Developers, landlords and occupiers all seek experiences that elevate a location’s appeal, driving both economic growth and favorable real estate outcomes. Experience can be an emotion rather than a tangible feature, but we all know it when we see it (or feel it). Places that entertain, enhance work productivity, and provide desirable living conditions all in a cohesive way stand to benefit.
Experience is a difficult thing to measure, but understanding the emotional connection between people and the built environment is crucial to unlocking its full potential and benefits. As far back as 1998, the rise of experiences External Link was acknowledged as the next state for the consumer economy, delivering memories instead of just (tangible) products or (intangible) services. Retail and hospitality brands create experiences for shoppers and tourists in their stores and hotels. By extension, experience is most obviously associated with “Play” in the “Live, Work, Play” moniker of real estate—that is retail, hotel and lodging, and other anchoring institutions like museums, theatres, arenas, and stadiums. And from our in-depth research report, Reimagining Cities, we know that an optimal level of “Play” real estate is associated with the best outcomes for a Downtown’s GDP, foot traffic, and valuations, revealing a critical role that it plays in facilitating economic vitality for Walkable Urban Places in the urban core.
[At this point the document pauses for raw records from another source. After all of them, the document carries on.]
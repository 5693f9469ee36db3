//! Typed accessors over a single shared key/value store (C1).
//!
//! Every higher component goes through [`KvStore`]; nothing above this module touches a
//! store client directly. The store is assumed to serialize individual per-key
//! operations (hash-field set/get, scalar get/set) but gives no multi-key transactions —
//! components built on top design around that, not around this facade.
pub mod auction;
pub mod liquidity;
pub mod memory_store;
pub mod redis_store;

use async_trait::async_trait;
use std::collections::HashMap;

pub use auction::AuctionCache;
pub use liquidity::LiquidityCache;
pub use memory_store::InMemoryStore;
pub use redis_store::RedisStore;

#[derive(Debug, thiserror::Error)]
pub enum StoreError {
    #[error("key/value store operation failed")]
    Backend(#[source] Box<dyn std::error::Error + Send + Sync + 'static>),
}

/// The minimal hash-table + pub/sub surface every cache table in this crate is built on.
#[async_trait]
pub trait KvStore: Send + Sync {
    /// Sets a single field of a hash stored at `key`.
    async fn hset(&self, key: &str, field: &str, value: Vec<u8>) -> Result<(), StoreError>;

    /// Gets a single field of a hash stored at `key`.
    async fn hget(&self, key: &str, field: &str) -> Result<Option<Vec<u8>>, StoreError>;

    /// Gets every field of a hash stored at `key`.
    async fn hgetall(&self, key: &str) -> Result<HashMap<String, Vec<u8>>, StoreError>;

    /// Returns the keys matching a glob-style `pattern`, used to enumerate a transfer's
    /// legacy per-bid records (`bids:<transferId>:*`).
    async fn scan_match(&self, pattern: &str) -> Result<Vec<String>, StoreError>;

    /// Gets a scalar value.
    async fn get(&self, key: &str) -> Result<Option<Vec<u8>>, StoreError>;

    /// Overwrites a scalar value.
    async fn set(&self, key: &str, value: Vec<u8>) -> Result<(), StoreError>;

    /// Publishes `payload` on `channel`. Subscribers are out of scope for this crate;
    /// the core only commits to publishing after a successful store write.
    async fn publish(&self, channel: &str, payload: Vec<u8>) -> Result<(), StoreError>;
}

/// Namespaced hash and scalar key names used by the tables in [`auction`] and
/// [`liquidity`].
pub(crate) mod keys {
    pub const AUCTION: &str = "auctions:auction";
    pub const STATUS: &str = "auctions:status";
    pub const BID_DATA: &str = "auctions:bidData";
    pub const TASK: &str = "auctions:task";
    pub const NEW_BID_CHANNEL: &str = "NewBid";

    pub fn liquidity_key(router: &str, domain: &str, asset: &str) -> String {
        format!("routers:liquidity:{router}:{domain}:{asset}")
    }

    pub fn legacy_bid_scan_pattern(transfer_id: &str) -> String {
        format!("bids:{transfer_id}:*")
    }
}
//! Shared domain primitives used throughout the auction core.
use std::fmt;

use alloy_primitives::{
    Address,
    B256,
    U256,
};
use serde::{
    Deserialize,
    Serialize,
};

/// The primary key of an Auction, a Bid, and everything keyed off them.
///
/// Opaque and collision-free by construction: callers supply it, the core never derives
/// or validates its contents beyond treating it as 32 bytes.
pub type TransferId = B256;

/// A router address, used both as the key into a transfer's bid map and into the
/// liquidity cache.
pub type RouterAddress = Address;

/// An asset identifier. The zero address denotes the origin chain's native asset,
/// matching the convention used throughout the fee sufficiency check.
pub type AssetId = Address;

pub const NATIVE_ASSET: AssetId = Address::ZERO;

/// An opaque logical chain/network identifier.
#[derive(Debug, Clone, PartialEq, Eq, Hash, PartialOrd, Ord, Serialize, Deserialize)]
#[serde(transparent)]
pub struct DomainId(String);

impl DomainId {
    pub fn new(id: impl Into<String>) -> Self {
        Self(id.into())
    }

    pub fn as_str(&self) -> &str {
        &self.0
    }
}

impl fmt::Display for DomainId {
    fn fmt(&self, f: &mut fmt::Formatter<'_>) -> fmt::Result {
        f.write_str(&self.0)
    }
}

impl From<&str> for DomainId {
    fn from(value: &str) -> Self {
        Self(value.to_owned())
    }
}

impl From<String> for DomainId {
    fn from(value: String) -> Self {
        Self(value)
    }
}

/// An opaque identifier returned by a relayer on successful dispatch.
#[derive(Debug, Clone, PartialEq, Eq, Hash, Serialize, Deserialize)]
#[serde(transparent)]
pub struct TaskId(String);

impl TaskId {
    pub fn new(id: impl Into<String>) -> Self {
        Self(id.into())
    }

    pub fn as_str(&self) -> &str {
        &self.0
    }
}

impl fmt::Display for TaskId {
    fn fmt(&self, f: &mut fmt::Formatter<'_>) -> fmt::Result {
        f.write_str(&self.0)
    }
}

/// An amount of an asset, represented with the full width `U256` gives on-chain balances
/// and fees so that no scaling is lost converting in and out of the cache.
pub type Amount = U256;

/// Returns the current unix time in whole seconds.
///
/// The cache's `timestamp` fields are integer seconds since epoch; callers needing
/// sub-second precision (none currently do) should not use this.
pub fn now_unix_seconds() -> u64 {
    jiff::Timestamp::now()
        .as_second()
        .try_into()
        .unwrap_or(0)
}
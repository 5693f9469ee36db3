mod config;
#[cfg(feature = "tests")]
mod config_tests;

pub use config::{
    get,
    Config,
};
#[cfg(feature = "tests")]
pub use config_tests::{
    config_should_reject_unknown_var,
    example_env_config_is_up_to_date,
};

#[doc(hidden)]
pub mod _internal {
    /// Prevents [`Config::get_with_prefix`] from being called by anything but [`get`] and the
    /// `tests` feature's helpers.
    pub struct Internal;
}
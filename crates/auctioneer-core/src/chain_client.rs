//! A concrete [`ChainReader`] for the in-scope half of the external read interface
//! authoritative router balances and gas price, read directly off the
//! destination chain via an RPC provider.
//!
//! Pricing and gas-estimation helpers are explicitly out of scope for this core
//! "Out of scope: pricing and gas-estimation helpers (pure functions from external
//! market feeds)"); this type delegates those three methods to a caller-supplied
//! [`PriceOracle`] rather than reimplementing them.
use std::{
    sync::Arc,
    time::Duration,
};

use alloy_primitives::Address;
use alloy_provider::{
    Provider,
    ProviderBuilder,
    RootProvider,
};
use async_trait::async_trait;
use tracing::warn;

use crate::{
    chain::{
        ChainError,
        ChainReader,
        ScaledPrice,
    },
    types::{
        Amount,
        AssetId,
        DomainId,
        RouterAddress,
        NATIVE_ASSET,
    },
};

/// The out-of-scope pricing/gas-estimation collaborator. A production
/// deployment wires this to whatever market-data service it uses; nothing in this crate
/// assumes a particular one.
#[async_trait]
pub trait PriceOracle: Send + Sync {
    async fn get_conversion_rate(
        &self,
        chain_id: &DomainId,
        asset: AssetId,
    ) -> Result<ScaledPrice, ChainError>;

    async fn get_decimals_for_asset(&self, asset: AssetId, chain_id: &DomainId) -> Result<u8, ChainError>;

    async fn calculate_relayer_fee(
        &self,
        origin: &DomainId,
        destination: &DomainId,
    ) -> Result<ScaledPrice, ChainError>;
}

/// Reads router balances and gas price directly off an RPC endpoint; one instance
/// covers a single destination domain.
pub struct RpcChainReader<P> {
    provider: RootProvider,
    price_oracle: Arc<P>,
}

impl<P> RpcChainReader<P> {
    /// # Errors
    /// Returns an error if `rpc_url` cannot be parsed into a transport.
    pub fn connect(rpc_url: &str, price_oracle: Arc<P>) -> Result<Self, ChainError> {
        let url = rpc_url.parse().map_err(|error| ChainError::Upstream(Box::new(error)))?;
        let provider = ProviderBuilder::new().on_http(url);
        Ok(Self {
            provider,
            price_oracle,
        })
    }
}

#[async_trait]
impl<P: PriceOracle + Send + Sync> ChainReader for RpcChainReader<P> {
    async fn get_asset_balance(
        &self,
        domain: &DomainId,
        router: RouterAddress,
        asset: AssetId,
    ) -> Result<Amount, ChainError> {
        if asset == NATIVE_ASSET {
            retrying_rpc_call(|| self.provider.get_balance(router)).await
        } else {
            erc20_balance_of(&self.provider, asset, router)
                .await
                .ok_or(ChainError::RouterNotFound {
                    router,
                    domain: domain.clone(),
                    asset,
                })
        }
    }

    async fn get_gas_price(&self, _domain: &DomainId) -> Result<Amount, ChainError> {
        let price = retrying_rpc_call(|| self.provider.get_gas_price()).await?;
        Ok(Amount::from(price))
    }

    async fn get_conversion_rate(
        &self,
        chain_id: &DomainId,
        asset: AssetId,
    ) -> Result<ScaledPrice, ChainError> {
        self.price_oracle.get_conversion_rate(chain_id, asset).await
    }

    async fn get_decimals_for_asset(&self, asset: AssetId, chain_id: &DomainId) -> Result<u8, ChainError> {
        self.price_oracle.get_decimals_for_asset(asset, chain_id).await
    }

    async fn calculate_relayer_fee(
        &self,
        origin: &DomainId,
        destination: &DomainId,
    ) -> Result<ScaledPrice, ChainError> {
        self.price_oracle.calculate_relayer_fee(origin, destination).await
    }
}

/// A placeholder [`PriceOracle`] that returns fixed, configured prices.
///
/// Pricing is explicitly out of scope for this core; this exists so the binary has
/// something to boot with locally. Production deployments should supply a real market-
/// data-backed [`PriceOracle`] instead.
pub struct StubPriceOracle {
    pub conversion_rate: ScaledPrice,
    pub decimals: u8,
    pub relayer_fee: ScaledPrice,
}

#[async_trait]
impl PriceOracle for StubPriceOracle {
    async fn get_conversion_rate(&self, _chain_id: &DomainId, _asset: AssetId) -> Result<ScaledPrice, ChainError> {
        Ok(self.conversion_rate)
    }

    async fn get_decimals_for_asset(&self, _asset: AssetId, _chain_id: &DomainId) -> Result<u8, ChainError> {
        Ok(self.decimals)
    }

    async fn calculate_relayer_fee(
        &self,
        _origin: &DomainId,
        _destination: &DomainId,
    ) -> Result<ScaledPrice, ChainError> {
        Ok(self.relayer_fee)
    }
}

/// Minimal ERC-20 `balanceOf(address)` call, encoded by hand since this crate has no
/// generated contract bindings (those are explicitly out of scope, "all blockchain
/// transaction encoding").
async fn erc20_balance_of(provider: &RootProvider, asset: Address, owner: Address) -> Option<Amount> {
    use alloy_rpc_types_eth::TransactionRequest;

    let mut call_data = vec![0x70, 0xa0, 0x82, 0x31]; // balanceOf(address)
    call_data.extend_from_slice(&[0u8; 12]);
    call_data.extend_from_slice(owner.as_slice());

    let request = TransactionRequest::default().to(asset).input(call_data.into());
    let result = retrying_rpc_call(|| provider.call(&request)).await.ok()?;
    Amount::try_from_be_slice(&result)
}

/// Retries a single RPC call with exponential backoff. Router-liquidity reads happen on
/// every executor tick for every candidate, so a transient RPC hiccup should not
/// immediately fall through to "router not found".
async fn retrying_rpc_call<T, E, F, Fut>(call: F) -> Result<T, ChainError>
where
    F: Fn() -> Fut,
    Fut: std::future::Future<Output = Result<T, E>>,
    E: std::error::Error + Send + Sync + 'static,
{
    let retry_cfg = tryhard::RetryFutureConfig::new(3)
        .exponential_backoff(Duration::from_millis(100))
        .max_delay(Duration::from_secs(2))
        .on_retry(|attempt: u32, next_delay: Option<Duration>, error: &E| {
            let wait_duration = next_delay.map(humantime::format_duration).map(tracing::field::display);
            warn!(attempt, wait_duration, error = error as &dyn std::error::Error, "rpc call failed; retrying");
            futures::future::ready(())
        });

    tryhard::retry_fn(call)
        .with_config(retry_cfg)
        .await
        .map_err(|error| ChainError::Upstream(Box::new(error)))
}
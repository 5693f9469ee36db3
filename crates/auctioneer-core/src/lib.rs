//! The sequencer auction core of a cross-domain bridge.
//!
//! Routers broadcast signed bids claiming they can fulfill an in-flight transfer on a
//! destination domain. This crate holds a short auction per transfer, picks a winning
//! router once the wait window elapses, and dispatches the winning execution to one of
//! a configured, ordered set of relayers.
//!
//! # Bid ingestion
//!
//! [`ingestion::BidIngestion::store_bid`] is the entry point a message-broker receiver
//! (out of scope for this crate) calls for every inbound bid. It validates the bid,
//! upserts the transfer's [`cache::auction::Auction`] record, seeds
//! [`bid::BidData`] on first acceptance, and opens the transfer for the executor by
//! setting its status to `Queued`.
//!
//! # The auction executor
//!
//! [`executor::Executor`] ticks on a fixed interval. Each tick it scans every `Queued`
//! transfer whose auction has aged past `auctionWaitTime`, groups the survivors by
//! destination domain, and — sequentially within a domain, concurrently across domains —
//! selects a bid, checks the router's cached liquidity, and dispatches through
//! [`relayer::dispatch_with_backup`]. On success the transfer's status becomes `Sent`
//! and its [`cache::auction::AuctionTask`] is recorded.
//!
//! # External collaborators
//!
//! The on-chain ledger, the liquidity indexer, individual relayer clients, and pricing
//! helpers are modeled as the [`chain::ChainReader`] and [`relayer::Relayer`] traits;
//! this crate calls them but does not own their concrete implementations beyond the
//! reference [`chain_client::RpcChainReader`] for the in-scope half of chain reads.
pub mod bid;
pub mod cache;
pub mod chain;
pub mod chain_client;
pub mod config;
pub mod executor;
pub mod fee;
pub mod ingestion;
pub mod relayer;
pub mod types;

mod build_info;
mod metrics;

pub use build_info::BUILD_INFO;
pub use config::Config;
pub use metrics::Metrics;
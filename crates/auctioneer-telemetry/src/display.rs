//! `Display` helpers for values that show up often in log fields: durations, raw bytes,
//! and whole config/build-info structs that should be logged as a single JSON blob.
use std::{
    fmt,
    time::Duration,
};

base64_serde::base64_serde_type!(pub(crate) Base64Standard, base64::engine::general_purpose::STANDARD);

/// Formats `bytes` as standard (non-URL-safe) base64, matching how signatures and hashes
/// are logged elsewhere in this workspace.
pub fn base64(bytes: impl AsRef<[u8]>) -> impl fmt::Display {
    use base64::{
        display::Base64Display,
        engine::general_purpose::STANDARD,
    };
    struct Owned(Vec<u8>);
    impl fmt::Display for Owned {
        fn fmt(&self, f: &mut fmt::Formatter<'_>) -> fmt::Result {
            Base64Display::new(&self.0, &STANDARD).fmt(f)
        }
    }
    Owned(bytes.as_ref().to_vec())
}

/// Serializes `value` to a single-line JSON string for logging, falling back to the
/// `Debug` representation if serialization fails (which should not happen for the
/// config/build-info structs this is used for).
pub fn json<T: serde::Serialize>(value: &T) -> impl fmt::Display {
    serde_json::to_string(value).unwrap_or_else(|error| format!("<failed to serialize: {error}>"))
}

/// Formats a [`Duration`] the way a human would write it (`"1m 30s"`).
pub fn format_duration(duration: Duration) -> impl fmt::Display {
    humantime::format_duration(duration)
}
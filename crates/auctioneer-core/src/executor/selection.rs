//! Bid selection strategy: modeled as a swappable interface so the current
//! uniform-random policy can be replaced by a fee-sorted one without touching the
//! executor loop.
use std::sync::Arc;

use rand::seq::SliceRandom as _;

use crate::bid::Bid;

/// Orders a set of round-1-eligible bids into the sequence the executor tries
/// candidates in. The executor stops at the first candidate with sufficient liquidity,
/// so the order returned here is the selection itself.
pub trait BidSelectionStrategy: Send + Sync {
    fn order(&self, bids: Vec<Arc<Bid>>) -> Vec<Arc<Bid>>;
}

/// The current contract: selection order is uniform over eligible bids.
#[derive(Default)]
pub struct UniformRandom;

impl BidSelectionStrategy for UniformRandom {
    fn order(&self, mut bids: Vec<Arc<Bid>>) -> Vec<Arc<Bid>> {
        bids.shuffle(&mut rand::thread_rng());
        bids
    }
}

/// A future policy anticipated by the design but not the current contract:
/// highest-fee-first. Defined so the swap is a one-line change, not wired into the
/// executor by default.
#[derive(Default)]
pub struct FeeSorted;

impl BidSelectionStrategy for FeeSorted {
    fn order(&self, mut bids: Vec<Arc<Bid>>) -> Vec<Arc<Bid>> {
        bids.sort_by(|a, b| b.fee.cmp(&a.fee));
        bids
    }
}
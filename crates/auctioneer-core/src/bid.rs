//! The bid model the auction core reasons about.
//!
//! A [`Bid`] is opaque to the core beyond the fields it needs to run an auction: who bid,
//! how much, and which rounds it carries a signature for. Everything else a router may
//! have attached to its bid envelope is the ingress handler's concern, not this crate's.
use std::collections::BTreeMap;

use serde::{
    Deserialize,
    Serialize,
};
use serde_json::Value;

use crate::types::{
    AssetId,
    Amount,
    RouterAddress,
};

/// The round-1 signature predicate key. This is the only round this core selects on;
/// higher rounds are reserved for a future multi-round policy.
pub const ROUND_ONE: &str = "1";

/// A signed claim by a router that it can fulfill a transfer for a declared fee.
#[derive(Debug, Clone, PartialEq, Serialize, Deserialize)]
pub struct Bid {
    pub router: RouterAddress,
    pub fee: Amount,
    /// Round number (as a string key, matching the wire format) to signature bytes.
    pub signatures: BTreeMap<String, Vec<u8>>,
}

impl Bid {
    /// Whether this bid carries a signature for round 1, the only round this core acts
    /// on.
    #[must_use]
    pub fn is_round_one_eligible(&self) -> bool {
        self.signatures.contains_key(ROUND_ONE)
    }

    /// The round-1 signature, if present. Used to augment the dispatch payload handed to
    /// the relayer.
    #[must_use]
    pub fn round_one_signature(&self) -> Option<&[u8]> {
        self.signatures.get(ROUND_ONE).map(Vec::as_slice)
    }
}

/// The payload needed to actually submit a transfer, written once per transfer at first
/// bid acceptance and immutable thereafter.
#[derive(Debug, Clone, PartialEq, Serialize, Deserialize)]
pub struct BidData {
    pub amount: Amount,
    pub asset: AssetId,
    /// Destination-domain-specific parameters the relayer needs. Left as an opaque JSON
    /// value: the core never interprets these beyond forwarding them to the relayer.
    pub destination_params: Value,
}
Experience happens, however, in all sectors. Firms can also create experiences for their workers, landlords for their tenants, business improvement districts (BIDs) for their members and communities and so on. This is evident in the wide range of roles within various industries that are inherently tied to experiential concepts, such as artists, bartenders, servers, actors, dancers, designers, and community association managers, among others.
Furthermore, a curated environment or atmosphere that creates an experience, whether in a building or its neighborhood, is the true scope of the experiential economy as it is borderless and unconfinable to specific kinds of real estate.